La chaleur humide de Sylva, similaire à celle de Maronhi, enveloppait l'atmosphère, et les gouttes de pluie transformaient le tarmac en un miroir brumeux. Elle fut escortée dans une limousine climatisée, et le trajet jusqu'au palais fut l'occasion d'observer le paysage sylvois.

À l'arrivée au Palais de la Duchesse, les contrastes architecturaux frappèrent Awara. Les colonnes majestueuses en marbre et les charpentes en bois massif semblaient raconter une histoire millénaire, tandis que les éléments modernes ajoutaient une touche d'audace à cette élégance classique. Les bâtiments étaient d'une pâleur surprenante pour l'enfant d'une culture où l'éloge de l'ombre était la norme. Pour un Maronhien lambda, le beau, un peu partout mais très distinctement en architecture ne consistait pas en une substance en soi, mais rien qu’un dessin d’ombres, qu’un jeu de clair-obscur produit par la juxtaposition de substances diverses. De même qu’une pierre phosphorescente qui, placée dans l’obscurité émet un rayonnement, perd, exposée au plein jour, toute sa fascination de joyau précieux, de même le beau perd, aux yeux des Maronhiens, son existence si l’on supprime les effets d’ombre. Voilà le risque que se laissait à penser la Gran Man à propos de l'utilisation du marbre. À l'intérieur du palais, la fusion de l'ancien et du contemporain était encore plus marquée. Les œuvres d'art abstraites évoquaient à la Maronhienne des représentations religieuses, spirituelles, voire mystiques, sans parvenir à mettre le doigt sur la signification ou la représentation cachée. Cela ne ressemblait à rien qu'elle connaissait véritablement, ni à un mystique art d'estampe bouddhique, ni à quelques représentations d'esprits ou de dieux des arts autochtones-maronhos. Awara avait quitté les profondeurs de sa méditation pour embrasser cette nouvelle réalité, celle d'un pays qui lui semblait à la fois commun et étranger, comme une réalité alternative du plateau maronhien. Elle était prête à jouer son rôle. Avec sa maigre délégation, elle s'installa dans le grand salon et prit un verre de jus de wassaï à la demande du personnel sylvois. Elle observait la climatisation en songeant aux présents travaux d'installation de systèmes de climatisation adiabatique sur les places urbaines de Maronhi.

« La Maronhi demeure un pavillon de savoir pour ceux dont il est le dessein. Notre tradition éducative est riche, et nous pouvons aisément ouvrir nos portes aux étudiants, ingénieurs ou autres qui souhaitent contribuer à notre communauté académique et professionnelle si les relations avec leurs terres d'origine le permettent. Je tiens à vous assurer, Madame la duchesse, de l'entière coopération de la Maronhi dans ces domaines. Nous sommes ouverts à l'idée d'établir des partenariats académiques et professionnels pour faciliter ces échanges. Il est dans notre intérêt pour la stabilité du continent de voir le Duché émerger économiquement parlant. »
Tout en restant parfaitement à l'écoute de son interlocutrice, Alexandra se servie dans un petit bol de melons, pastèques, raisins et ananas, faisant signe à Awara qu'elle était libre de faire de même.

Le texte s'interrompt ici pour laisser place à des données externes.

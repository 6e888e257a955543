//! LoRA-only backward engine.
//!
//! Consumes the logits gradient, converts it to a hidden-stream gradient
//! through the tied head (multiplication by the dequantized embedding), and
//! produces `(grad_A, grad_B)` for every adapter whose input was cached
//! during the forward. Frozen base weights receive no gradient.
//!
//! With activation checkpointing the adapter inputs may be absent from the
//! cache; the engine then recomputes the forward segment from the nearest
//! saved checkpoint before differentiating.

use std::sync::atomic::{AtomicBool, Ordering};

use indexmap::IndexMap;
use tracing::warn;

use crate::cache::ActivationCache;
use crate::error::{Error, Result};
use crate::kernels::KernelSet;
use crate::lora::LoraAdapterSet;
use crate::memory::MemoryCategory;
use crate::model::{checkpoint_key, CheckpointConfig, ForwardCtx, QuantizedModel};
use crate::tensor::{ops, Tensor};

static NON_RESIDUAL_SKIP_WARNED: AtomicBool = AtomicBool::new(false);

/// Gradients for one adapter pair.
#[derive(Debug)]
pub struct AdapterGrad {
    pub a: Tensor,
    pub b: Tensor,
}

pub struct BackwardEngine<'a> {
    model: &'a QuantizedModel,
    adapters: &'a LoraAdapterSet,
    kernels: &'a KernelSet,
    checkpoint: CheckpointConfig,
}

fn layer_of(name: &str) -> Result<usize> {
    name.strip_prefix("layer")
        .and_then(|rest| rest.split('.').next())
        .and_then(|digits| digits.parse().ok())
        .ok_or_else(|| Error::shape(format!("adapter name `{name}` has no layer index")))
}

impl<'a> BackwardEngine<'a> {
    pub fn new(
        model: &'a QuantizedModel,
        adapters: &'a LoraAdapterSet,
        kernels: &'a KernelSet,
        checkpoint: CheckpointConfig,
    ) -> Self {
        Self {
            model,
            adapters,
            kernels,
            checkpoint,
        }
    }

    /// Re-run layers from the nearest checkpoint up to `layer`, recording
    /// adapter inputs into the cache.
    fn recompute_segment(&self, cache: &mut ActivationCache, layer: usize) -> Result<()> {
        let base_layer = (layer / self.checkpoint.save_every_n) * self.checkpoint.save_every_n;
        let base = cache
            .get(&checkpoint_key(base_layer))
            .cloned()
            .ok_or_else(|| {
                Error::MissingActivation(format!(
                    "no saved checkpoint `{}` to recompute layer {layer} from",
                    checkpoint_key(base_layer)
                ))
            })?;
        let mut ctx = ForwardCtx {
            adapters: Some(self.adapters),
            cache: Some(cache),
            kernels: self.kernels,
            training: false,
            record_adapter_inputs: true,
            rng: None,
        };
        self.model.forward_layers(base_layer, layer, &base, &mut ctx)?;
        Ok(())
    }

    /// Compute per-adapter gradients from the logits gradient.
    pub fn run(
        &self,
        cache: &mut ActivationCache,
        g_logits: &Tensor,
    ) -> Result<IndexMap<String, AdapterGrad>> {
        let (batch, seq_len, vocab) = match *g_logits.shape() {
            [b, l, v] => (b, l, v),
            ref s => {
                return Err(Error::shape(format!(
                    "logits gradient must be [B, L, V], got {s:?}"
                )))
            }
        };
        let config = self.model.config();
        if vocab != config.vocab_size {
            return Err(Error::shape(format!(
                "logits gradient vocab {vocab} does not match model vocab {}",
                config.vocab_size
            )));
        }
        let d_model = config.d_model;
        let tokens = batch * seq_len;

        // Tied head: logits = h . E^T, so dh = dlogits . E.
        let embedding = self
            .model
            .dequantized_embedding(MemoryCategory::Temporary)?;
        let g_flat = g_logits.reshape(&[tokens, vocab])?;
        let g_hidden = ops::matmul(&g_flat, &embedding)?;

        let mut grads = IndexMap::new();
        for name in self.adapters.sorted_names() {
            let adapter = self
                .adapters
                .get(&name)
                .expect("sorted_names returns live adapter names");
            if adapter.out_dim() != d_model {
                // The hidden-stream gradient only types against adapters on
                // residual attachment points; the rest stay forward-only.
                if !NON_RESIDUAL_SKIP_WARNED.swap(true, Ordering::Relaxed) {
                    warn!(
                        adapter = %name,
                        out_dim = adapter.out_dim(),
                        "adapter output width differs from d_model; no gradient is derived"
                    );
                }
                continue;
            }

            let pre_key = format!("{name}.pre");
            if !cache.contains(&pre_key) {
                if self.checkpoint.recompute {
                    self.recompute_segment(cache, layer_of(&name)?)?;
                }
                if !cache.contains(&pre_key) {
                    return Err(Error::MissingActivation(format!(
                        "forward pass never recorded `{pre_key}`"
                    )));
                }
            }
            let x = cache
                .get(&pre_key)
                .cloned()
                .expect("presence checked above");
            if x.shape() != [tokens, adapter.in_dim()] {
                return Err(Error::ShapeMismatch(format!(
                    "cached `{pre_key}` has shape {:?}, expected [{tokens}, {}]",
                    x.shape(),
                    adapter.in_dim()
                )));
            }

            let scaling = adapter.scaling();
            // grad_B = scaling * (x A)^T G
            let xa = ops::matmul(&x, adapter.a())?;
            let grad_b = ops::scale(&ops::matmul_tn(&xa, &g_hidden)?, scaling)?
                .retag(MemoryCategory::Gradients)?;
            // grad_A = scaling * x^T (G B^T)
            let g_bt = ops::matmul_nt(&g_hidden, adapter.b())?;
            let grad_a = ops::scale(&ops::matmul_tn(&x, &g_bt)?, scaling)?
                .retag(MemoryCategory::Gradients)?;

            grads.insert(
                name,
                AdapterGrad {
                    a: grad_a,
                    b: grad_b,
                },
            );
        }
        Ok(grads)
    }
}

#[cfg(test)]
mod tests {
    use super::*;
    use crate::lora::{LoraConfig, TargetModule};
    use crate::model::ModelConfig;
    use crate::quant::QuantSpec;
    use rand::rngs::StdRng;
    use rand::SeedableRng;

    fn randn(shape: &[usize], rng: &mut StdRng) -> Tensor {
        Tensor::randn(shape, 0.0, 1.0, rng, MemoryCategory::Temporary).unwrap()
    }

    /// sum(G * ((x A) B)) for finite-difference probing.
    fn adapter_objective(x: &Tensor, a: &Tensor, b: &Tensor, g: &Tensor) -> f32 {
        let out = ops::matmul(&ops::matmul(x, a).unwrap(), b).unwrap();
        out.data()
            .unwrap()
            .iter()
            .zip(g.data().unwrap().iter())
            .map(|(&o, &gv)| o * gv)
            .sum()
    }

    #[test]
    fn adapter_gradients_match_finite_differences() {
        let mut rng = StdRng::seed_from_u64(17);
        let (n, in_dim, r, out_dim) = (5, 6, 3, 4);
        let x = randn(&[n, in_dim], &mut rng);
        let a = randn(&[in_dim, r], &mut rng);
        let b = randn(&[r, out_dim], &mut rng);
        let g = randn(&[n, out_dim], &mut rng);

        // Analytic: grad_B = (xA)^T G, grad_A = x^T (G B^T), scaling = 1.
        let xa = ops::matmul(&x, &a).unwrap();
        let grad_b = ops::matmul_tn(&xa, &g).unwrap();
        let g_bt = ops::matmul_nt(&g, &b).unwrap();
        let grad_a = ops::matmul_tn(&x, &g_bt).unwrap();

        let eps = 1e-3f32;
        for idx in 0..in_dim * r {
            let mut plus = a.data().unwrap().to_vec();
            plus[idx] += eps;
            let mut minus = a.data().unwrap().to_vec();
            minus[idx] -= eps;
            let plus = Tensor::from_vec(plus, a.shape(), MemoryCategory::Temporary).unwrap();
            let minus = Tensor::from_vec(minus, a.shape(), MemoryCategory::Temporary).unwrap();
            let numeric = (adapter_objective(&x, &plus, &b, &g)
                - adapter_objective(&x, &minus, &b, &g))
                / (2.0 * eps);
            let analytic = grad_a.data().unwrap()[idx];
            let denom = numeric.abs().max(analytic.abs()).max(1e-3);
            assert!(
                (numeric - analytic).abs() / denom < 1e-2,
                "A[{idx}]: numeric {numeric} vs analytic {analytic}"
            );
        }
        for idx in 0..r * out_dim {
            let mut plus = b.data().unwrap().to_vec();
            plus[idx] += eps;
            let mut minus = b.data().unwrap().to_vec();
            minus[idx] -= eps;
            let plus = Tensor::from_vec(plus, b.shape(), MemoryCategory::Temporary).unwrap();
            let minus = Tensor::from_vec(minus, b.shape(), MemoryCategory::Temporary).unwrap();
            let numeric = (adapter_objective(&x, &a, &plus, &g)
                - adapter_objective(&x, &a, &minus, &g))
                / (2.0 * eps);
            let analytic = grad_b.data().unwrap()[idx];
            let denom = numeric.abs().max(analytic.abs()).max(1e-3);
            assert!(
                (numeric - analytic).abs() / denom < 1e-2,
                "B[{idx}]: numeric {numeric} vs analytic {analytic}"
            );
        }
    }

    fn engine_fixture() -> (QuantizedModel, LoraAdapterSet, KernelSet) {
        let config = ModelConfig::tiny_test();
        let model = QuantizedModel::from_init(config.clone(), QuantSpec::default(), 21).unwrap();
        let lora = LoraConfig {
            rank: 2,
            alpha: 4.0,
            dropout: 0.0,
            target_modules: vec![TargetModule::StateOutProj, TargetModule::MoeRouter],
        };
        let mut rng = StdRng::seed_from_u64(5);
        let adapters = LoraAdapterSet::attach(&config, &lora, &mut rng).unwrap();
        (model, adapters, KernelSet::cpu())
    }

    #[test]
    fn missing_activation_without_recompute_is_fatal() {
        let (model, adapters, kernels) = engine_fixture();
        let ckpt = CheckpointConfig {
            save_every_n: 2,
            recompute: false,
        };
        let engine = BackwardEngine::new(&model, &adapters, &kernels, ckpt);
        let mut cache = ActivationCache::new();
        let g = Tensor::zeros(&[1, 3, model.config().vocab_size], MemoryCategory::Gradients)
            .unwrap();
        let err = engine.run(&mut cache, &g).unwrap_err();
        assert!(matches!(err, Error::MissingActivation(_)));
    }

    #[test]
    fn recompute_reproduces_recorded_activations() {
        let (model, adapters, kernels) = engine_fixture();
        let ids = vec![vec![1u32, 2, 3]];
        let ckpt = CheckpointConfig {
            save_every_n: 2,
            recompute: true,
        };

        // Forward pass A: record everything.
        let mut full_cache = ActivationCache::new();
        let mut ctx = ForwardCtx {
            adapters: Some(&adapters),
            cache: Some(&mut full_cache),
            kernels: &kernels,
            training: false,
            record_adapter_inputs: true,
            rng: None,
        };
        let out = model.forward(&ids, &mut ctx, Some(&ckpt)).unwrap();
        let logits = model.project_to_vocab(&out.hidden).unwrap();
        let g_logits = crate::loss::cross_entropy_backward(&logits, &[vec![2, 3, 4]]).unwrap();

        // Forward pass B: checkpoints only; the engine must recompute.
        let mut thin_cache = ActivationCache::new();
        let mut ctx = ForwardCtx {
            adapters: Some(&adapters),
            cache: Some(&mut thin_cache),
            kernels: &kernels,
            training: false,
            record_adapter_inputs: false,
            rng: None,
        };
        model.forward(&ids, &mut ctx, Some(&ckpt)).unwrap();
        assert!(!thin_cache.contains("layer2.out-proj.pre"));

        let engine = BackwardEngine::new(&model, &adapters, &kernels, ckpt);
        let grads_full = engine.run(&mut full_cache, &g_logits).unwrap();
        let grads_thin = engine.run(&mut thin_cache, &g_logits).unwrap();
        assert_eq!(grads_full.len(), grads_thin.len());
        for (name, full) in &grads_full {
            let thin = &grads_thin[name];
            assert_eq!(
                full.b.data().unwrap(),
                thin.b.data().unwrap(),
                "grad_B for {name}"
            );
            assert_eq!(
                full.a.data().unwrap(),
                thin.a.data().unwrap(),
                "grad_A for {name}"
            );
        }
        // Router adapters are forward-only.
        assert!(!grads_full.contains_key("layer3.router"));
        assert!(grads_full.contains_key("layer0.out-proj"));
    }
}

-Cette attention à l'éducation est louable et vous honore, d'autant plus qu'elle se couple à votre ouverture au monde. Ces échanges pourraient se faire de diverses façons, les plus évidents étant des projets activement définis tel que des échanges et voyages scolaires, contrat d'alternance, et ouverture des académies. Il y aurait en plus des mesures plus passives, comme la simple ouverture de nos frontières aux travailleurs qualifiés pour acquérir davantage d'influence.
Il y a pas mal de secteurs académiques sur lesquels Sylva accorde de gros efforts, notamment l'ingénierie et plus particulièrement l'aéronautique. Le secteur des énergies perçoit également des développements croissant, nécessitant la formation d'une jeunesse éprouvée dans le domaine. Et tous les domaines relatifs aux océans, que ce soit l'aspect géologique, écologique, énergétique, des projets scientifiques et académiques vont dans le sens de son étude.

Elle goba un morceau de pastèque et poursuivit.

-Nous pourrons formaliser ces détails ultérieurement, et passez à la suite des sujets si vous n'avez pas d'interrogations. La question suivante est celle des échanges économiques, Sylva a de grandes ambitions pour le continent de Paltoterra en termes de collaboration industrielle et économique. Et c'est dans ce cadre que de nombreux échanges ont été initié, dont avec votre nation.
Au-delà des matières premières plus ou moins abondantes que nous sommes disposés à exporter ou importer, nous sommes surtout intéressés par les produits transformés, de haute technologie notamment. Un secteur qui nous intéresse particulièrement est celui de l'outillage industriel et de toute l'industrie lourde que nous souhaitons développer.
Nous serions ravis d'établir des échanges à ces niveaux là. Par ailleurs, la Maronhi dispose-t-elle aussi de besoins particuliers à combler ?
Awara écouta attentivement la Duchesse Alexandra. Son intérêt pour l'industrie et la technologie étaient des points d'alignement évidents avec les objectifs de la Maronhi. Elle hocha doucement la tête en signe d'approbation.

« Vos initiatives dans l'ingénierie et l'aéronautique, ainsi que dans le secteur des énergies, sont tout à fait en phase avec nos besoins et nos domaines d'expertise. La Maronhi a développé, au fil des années, une solide industrie dans ces secteurs, et nous serions ravis d'explorer des partenariats dans le domaine de la recherche et du développement, de la formation, et de l'échange périodique de talents. Quant auxdits échanges économiques, nous sommes également intéressés par le développement de collaborations dans l'industrie lourde et l'outillage industriel. Nos besoins principaux résident dans les technologies de pointe, la robotique industrielle, l'automatisation, et les équipements de production de haute qualité. Nous possédons une solide base de recherche et de développement, mais nous cherchons toujours à accéder aux dernières innovations. Autrement, aucune question en particulier ; nous pourrons en effet y revenir. »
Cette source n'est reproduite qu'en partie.